» Exercise aim: Give the data again in full, with every character unchanged.
[Records for processing Boundary: Start]
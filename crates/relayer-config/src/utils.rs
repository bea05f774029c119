// Copyright 2022 Webb Technologies Inc.
//
// Licensed under the Apache License, Version 2.0 (the "License");
// you may not use this file except in compliance with the License.
// You may obtain a copy of the License at
//
// http://www.apache.org/licenses/LICENSE-2.0
//
// Unless required by applicable law or agreed to in writing, software
// distributed under the License is distributed on an "AS IS" BASIS,
// WITHOUT WARRANTIES OR CONDITIONS OF ANY KIND, either express or implied.
// See the License for the specific language governing permissions and
// limitations under the License.

use std::path::{Path, PathBuf};

use config::{Config, File};

use crate::TracklessRelayerConfig;

/// A helper function that will search for all config files in the given directory and return them as a vec
/// of the paths.
///
/// Supported file extensions are:
/// - `.toml`.
/// - `.json`.
pub fn search_config_files<P: AsRef<Path>>(
    base_dir: P,
) -> trackless_relayer_utils::Result<Vec<PathBuf>> {
    // A pattern that covers all toml or json files in the config directory and subdirectories.
    let toml_pattern = format!("{}/**/*.toml", base_dir.as_ref().display());
    let json_pattern = format!("{}/**/*.json", base_dir.as_ref().display());
    tracing::trace!(
        "Loading config files from {} and {}",
        toml_pattern,
        json_pattern
    );
    let toml_files = glob::glob(&toml_pattern)?;
    let json_files = glob::glob(&json_pattern)?;
    toml_files
        .chain(json_files)
        .map(|v| v.map_err(trackless_relayer_utils::Error::from))
        .collect()
}

/// Try to parse the [`TracklessRelayerConfig`] from the given config file(s).
///
/// Values from the environment prefixed with `TRACKLESS_` override the files,
/// nested keys are separated with `__` (for example `TRACKLESS_PORT=9000`).
pub fn parse_from_files(
    files: &[PathBuf],
) -> trackless_relayer_utils::Result<TracklessRelayerConfig> {
    let mut builder = Config::builder();
    for config_file in files {
        tracing::trace!("Loading config file: {}", config_file.display());
        let ext = config_file
            .extension()
            .and_then(|e| e.to_str())
            .unwrap_or("");
        let format = match ext {
            "toml" => config::FileFormat::Toml,
            "json" => config::FileFormat::Json,
            _ => {
                tracing::warn!("Unknown file extension: {}", ext);
                continue;
            }
        };
        builder = builder
            .add_source(File::from(config_file.as_path()).format(format));
    }

    let builder = builder.add_source(
        config::Environment::with_prefix("TRACKLESS")
            .prefix_separator("_")
            .separator("__"),
    );
    let cfg = builder.build()?;
    let config: Result<
        TracklessRelayerConfig,
        serde_path_to_error::Error<config::ConfigError>,
    > = serde_path_to_error::deserialize(cfg);
    match config {
        Ok(c) => postloading_process(c),
        Err(e) => {
            tracing::error!("{}", e);
            Err(e.into())
        }
    }
}

/// Load the configuration files and
///
/// Returns `Ok(TracklessRelayerConfig)` on success, or `Err(Error)` on failure.
///
/// it is the same as using the [`search_config_files`] and [`parse_from_files`] functions combined.
pub fn load<P: AsRef<Path>>(
    path: P,
) -> trackless_relayer_utils::Result<TracklessRelayerConfig> {
    parse_from_files(&search_config_files(path)?)
}

/// The postloading_process exists to validate configuration and standardize
/// the format of the configuration
pub fn postloading_process(
    mut config: TracklessRelayerConfig,
) -> trackless_relayer_utils::Result<TracklessRelayerConfig> {
    tracing::trace!("Checking configration sanity ...");
    config.chain.name = config.chain.name.to_lowercase();
    // origins are compared byte for byte by the CORS layer.
    for origin in config.cors.allowed_origins.iter_mut() {
        let trimmed = origin.trim().trim_end_matches('/');
        *origin = trimmed.to_string();
    }
    config.cors.allowed_origins.retain(|o| !o.is_empty());
    config.verify()?;
    Ok(config)
}

#[cfg(test)]
mod tests {
    use super::*;

    const HARDHAT_KEY: &str =
        "0xac0974bec39a17e36ba4a6b4d238ff944bacb478cbed5efcae784d7bf4f2ff80";

    fn write_config(dir: &Path, contents: &str) {
        std::fs::write(dir.join("config.toml"), contents).unwrap();
    }

    #[test]
    fn loads_config_with_defaults() {
        let dir = tempfile::tempdir().unwrap();
        write_config(
            dir.path(),
            &format!(
                r#"
[chain]
name = "Hardhat"
http-endpoint = "http://127.0.0.1:8545"
contract-address = "0x5FbDB2315678afecb367f032d93F642f64180aa3"
private-key = "{HARDHAT_KEY}"

[cors]
allowed-origins = ["http://localhost:5173/"]
"#
            ),
        );
        let config = load(dir.path()).unwrap();
        assert_eq!(config.port, 8000);
        assert_eq!(config.chain.name, "hardhat");
        assert_eq!(config.chain.chain_id, 31337);
        assert_eq!(config.chain.tx.gas_limit, 500_000);
        assert_eq!(config.chain.tx.gas_price_gwei, 1);
        assert_eq!(config.blob_store.min_payload_len, 20);
        assert_eq!(config.cors.allowed_origins, ["http://localhost:5173"]);
    }

    #[test]
    fn bundled_sample_config_loads() {
        std::env::set_var("WEB3_PROVIDER_URL", "http://127.0.0.1:8545");
        std::env::set_var(
            "CONTRACT_ADDRESS",
            "0x5FbDB2315678afecb367f032d93F642f64180aa3",
        );
        std::env::set_var("OWNER_PRIVATE_KEY", HARDHAT_KEY);
        let dir = Path::new(env!("CARGO_MANIFEST_DIR")).join("../../config");
        let config = load(dir).unwrap();
        assert_eq!(config.port, 8000);
        assert_eq!(config.chain.name, "hardhat");
        assert_eq!(config.startup.probe_max_retries, 15);
        assert!(config.chain.private_key.is_some());
    }

    #[test]
    fn reads_secrets_from_env() {
        std::env::set_var("TRACKLESS_CFG_TEST_CONTRACT", "0x5FbDB2315678afecb367f032d93F642f64180aa3");
        std::env::set_var("TRACKLESS_CFG_TEST_KEY", HARDHAT_KEY);
        let dir = tempfile::tempdir().unwrap();
        write_config(
            dir.path(),
            r#"
[chain]
http-endpoint = "http://127.0.0.1:8545"
contract-address = "$TRACKLESS_CFG_TEST_CONTRACT"
private-key = "$TRACKLESS_CFG_TEST_KEY"
"#,
        );
        let config = load(dir.path()).unwrap();
        assert!(config.chain.private_key.is_some());
        assert!(!config.chain.contract_address.is_zero());
    }

    #[test]
    fn missing_private_key_is_fatal() {
        let dir = tempfile::tempdir().unwrap();
        write_config(
            dir.path(),
            r#"
[chain]
http-endpoint = "http://127.0.0.1:8545"
contract-address = "0x5FbDB2315678afecb367f032d93F642f64180aa3"
"#,
        );
        let err = load(dir.path()).unwrap_err();
        assert!(matches!(err, trackless_relayer_utils::Error::MissingSecrets));
    }

    #[test]
    fn missing_contract_address_is_fatal() {
        let dir = tempfile::tempdir().unwrap();
        write_config(
            dir.path(),
            &format!(
                r#"
[chain]
http-endpoint = "http://127.0.0.1:8545"
private-key = "{HARDHAT_KEY}"
"#
            ),
        );
        let err = load(dir.path()).unwrap_err();
        assert!(matches!(
            err,
            trackless_relayer_utils::Error::ParseConfig(_)
        ));
    }
}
[Records for processing Boundary: End]
» Final answer:
filename crates/relayer-config/src/utils.rs
repository bea05f774029c119
// Copyright 2022 Webb Technologies Inc.
//
// Licensed under the Apache License, Version 2.0 (the "License");
// you may not use this file except in compliance with the License.
// You may obtain a copy of the License at
//
// http://www.apache.org/licenses/LICENSE-2.0
//
// Unless required by applicable law or agreed to in writing, software
// distributed under the License is distributed on an "AS IS" BASIS,
// WITHOUT WARRANTIES OR CONDITIONS OF ANY KIND, either express or implied.
// See the License for the specific language governing permissions and
// limitations under the License.

use std::path::{Path, PathBuf};

use config::{Config, File};

use crate::TracklessRelayerConfig;

/// A helper function that will search for all config files in the given directory and return them as a vec
/// of the paths.
///
/// Supported file extensions are:
/// - `.toml`.
/// - `.json`.
pub fn search_config_files<P: AsRef<Path>>(
    base_dir: P,
) -> trackless_relayer_utils::Result<Vec<PathBuf>> {
    // A pattern that covers all toml or json files in the config directory and subdirectories.
    let toml_pattern = format!("{}/**/*.toml", base_dir.as_ref().display());
    let json_pattern = format!("{}/**/*.json", base_dir.as_ref().display());
    tracing::trace!(
        "Loading config files from {} and {}",
        toml_pattern,
        json_pattern
    );
    let toml_files = glob::glob(&toml_pattern)?;
    let json_files = glob::glob(&json_pattern)?;
    toml_files
        .chain(json_files)
        .map(|v| v.map_err(trackless_relayer_utils::Error::from))
        .collect()
}

/// Try to parse the [`TracklessRelayerConfig`] from the given config file(s).
///
/// Values from the environment prefixed with `TRACKLESS_` override the files,
/// nested keys are separated with `__` (for example `TRACKLESS_PORT=9000`).
pub fn parse_from_files(
    files: &[PathBuf],
) -> trackless_relayer_utils::Result<TracklessRelayerConfig> {
    let mut builder = Config::builder();
    for config_file in files {
        tracing::trace!("Loading config file: {}", config_file.display());
        let ext = config_file
            .extension()
            .and_then(|e| e.to_str())
            .unwrap_or("");
        let format = match ext {
            "toml" => config::FileFormat::Toml,
            "json" => config::FileFormat::Json,
            _ => {
                tracing::warn!("Unknown file extension: {}", ext);
                continue;
            }
        };
        builder = builder
            .add_source(File::from(config_file.as_path()).format(format));
    }

    let builder = builder.add_source(
        config::Environment::with_prefix("TRACKLESS")
            .prefix_separator("_")
            .separator("__"),
    );
    let cfg = builder.build()?;
    let config: Result<
        TracklessRelayerConfig,
        serde_path_to_error::Error<config::ConfigError>,
    > = serde_path_to_error::deserialize(cfg);
    match config {
        Ok(c) => postloading_process(c),
        Err(e) => {
            tracing::error!("{}", e);
            Err(e.into())
        }
    }
}

/// Load the configuration files and
///
/// Returns `Ok(TracklessRelayerConfig)` on success, or `Err(Error)` on failure.
///
/// it is the same as using the [`search_config_files`] and [`parse_from_files`] functions combined.
pub fn load<P: AsRef<Path>>(
    path: P,
) -> trackless_relayer_utils::Result<TracklessRelayerConfig> {
    parse_from_files(&search_config_files(path)?)
}

/// The postloading_process exists to validate configuration and standardize
/// the format of the configuration
pub fn postloading_process(
    mut config: TracklessRelayerConfig,
) -> trackless_relayer_utils::Result<TracklessRelayerConfig> {
    tracing::trace!("Checking configration sanity ...");
    config.chain.name = config.chain.name.to_lowercase();
    // origins are compared byte for byte by the CORS layer.
    for origin in config.cors.allowed_origins.iter_mut() {
        let trimmed = origin.trim().trim_end_matches('/');
        *origin = trimmed.to_string();
    }
    config.cors.allowed_origins.retain(|o| !o.is_empty());
    config.verify()?;
    Ok(config)
}

#[cfg(test)]
mod tests {
    use super::*;

    const HARDHAT_KEY: &str =
        "0xac0974bec39a17e36ba4a6b4d238ff944bacb478cbed5efcae784d7bf4f2ff80";

    fn write_config(dir: &Path, contents: &str) {
        std::fs::write(dir.join("config.toml"), contents).unwrap();
    }

    #[test]
    fn loads_config_with_defaults() {
        let dir = tempfile::tempdir().unwrap();
        write_config(
            dir.path(),
            &format!(
                r#"
[chain]
name = "Hardhat"
http-endpoint = "http://127.0.0.1:8545"
contract-address = "0x5FbDB2315678afecb367f032d93F642f64180aa3"
private-key = "{HARDHAT_KEY}"

[cors]
allowed-origins = ["http://localhost:5173/"]
"#
            ),
        );
        let config = load(dir.path()).unwrap();
        assert_eq!(config.port, 8000);
        assert_eq!(config.chain.name, "hardhat");
        assert_eq!(config.chain.chain_id, 31337);
        assert_eq!(config.chain.tx.gas_limit, 500_000);
        assert_eq!(config.chain.tx.gas_price_gwei, 1);
        assert_eq!(config.blob_store.min_payload_len, 20);
        assert_eq!(config.cors.allowed_origins, ["http://localhost:5173"]);
    }

    #[test]
    fn bundled_sample_config_loads() {
        std::env::set_var("WEB3_PROVIDER_URL", "http://127.0.0.1:8545");
        std::env::set_var(
            "CONTRACT_ADDRESS",
            "0x5FbDB2315678afecb367f032d93F642f64180aa3",
        );
        std::env::set_var("OWNER_PRIVATE_KEY", HARDHAT_KEY);
        let dir = Path::new(env!("CARGO_MANIFEST_DIR")).join("../../config");
        let config = load(dir).unwrap();
        assert_eq!(config.port, 8000);
        assert_eq!(config.chain.name, "hardhat");
        assert_eq!(config.startup.probe_max_retries, 15);
        assert!(config.chain.private_key.is_some());
    }

    #[test]
    fn reads_secrets_from_env() {
        std::env::set_var("TRACKLESS_CFG_TEST_CONTRACT", "0x5FbDB2315678afecb367f032d93F642f64180aa3");
        std::env::set_var("TRACKLESS_CFG_TEST_KEY", HARDHAT_KEY);
        let dir = tempfile::tempdir().unwrap();
        write_config(
            dir.path(),
            r#"
[chain]
http-endpoint = "http://127.0.0.1:8545"
contract-address = "$TRACKLESS_CFG_TEST_CONTRACT"
private-key = "$TRACKLESS_CFG_TEST_KEY"
"#,
        );
        let config = load(dir.path()).unwrap();
        assert!(config.chain.private_key.is_some());
        assert!(!config.chain.contract_address.is_zero());
    }

    #[test]
    fn missing_private_key_is_fatal() {
        let dir = tempfile::tempdir().unwrap();
        write_config(
            dir.path(),
            r#"
[chain]
http-endpoint = "http://127.0.0.1:8545"
contract-address = "0x5FbDB2315678afecb367f032d93F642f64180aa3"
"#,
        );
        let err = load(dir.path()).unwrap_err();
        assert!(matches!(err, trackless_relayer_utils::Error::MissingSecrets));
    }

    #[test]
    fn missing_contract_address_is_fatal() {
        let dir = tempfile::tempdir().unwrap();
        write_config(
            dir.path(),
            &format!(
                r#"
[chain]
http-endpoint = "http://127.0.0.1:8545"
private-key = "{HARDHAT_KEY}"
"#
            ),
        );
        let err = load(dir.path()).unwrap_err();
        assert!(matches!(
            err,
            trackless_relayer_utils::Error::ParseConfig(_)
        ));
    }
}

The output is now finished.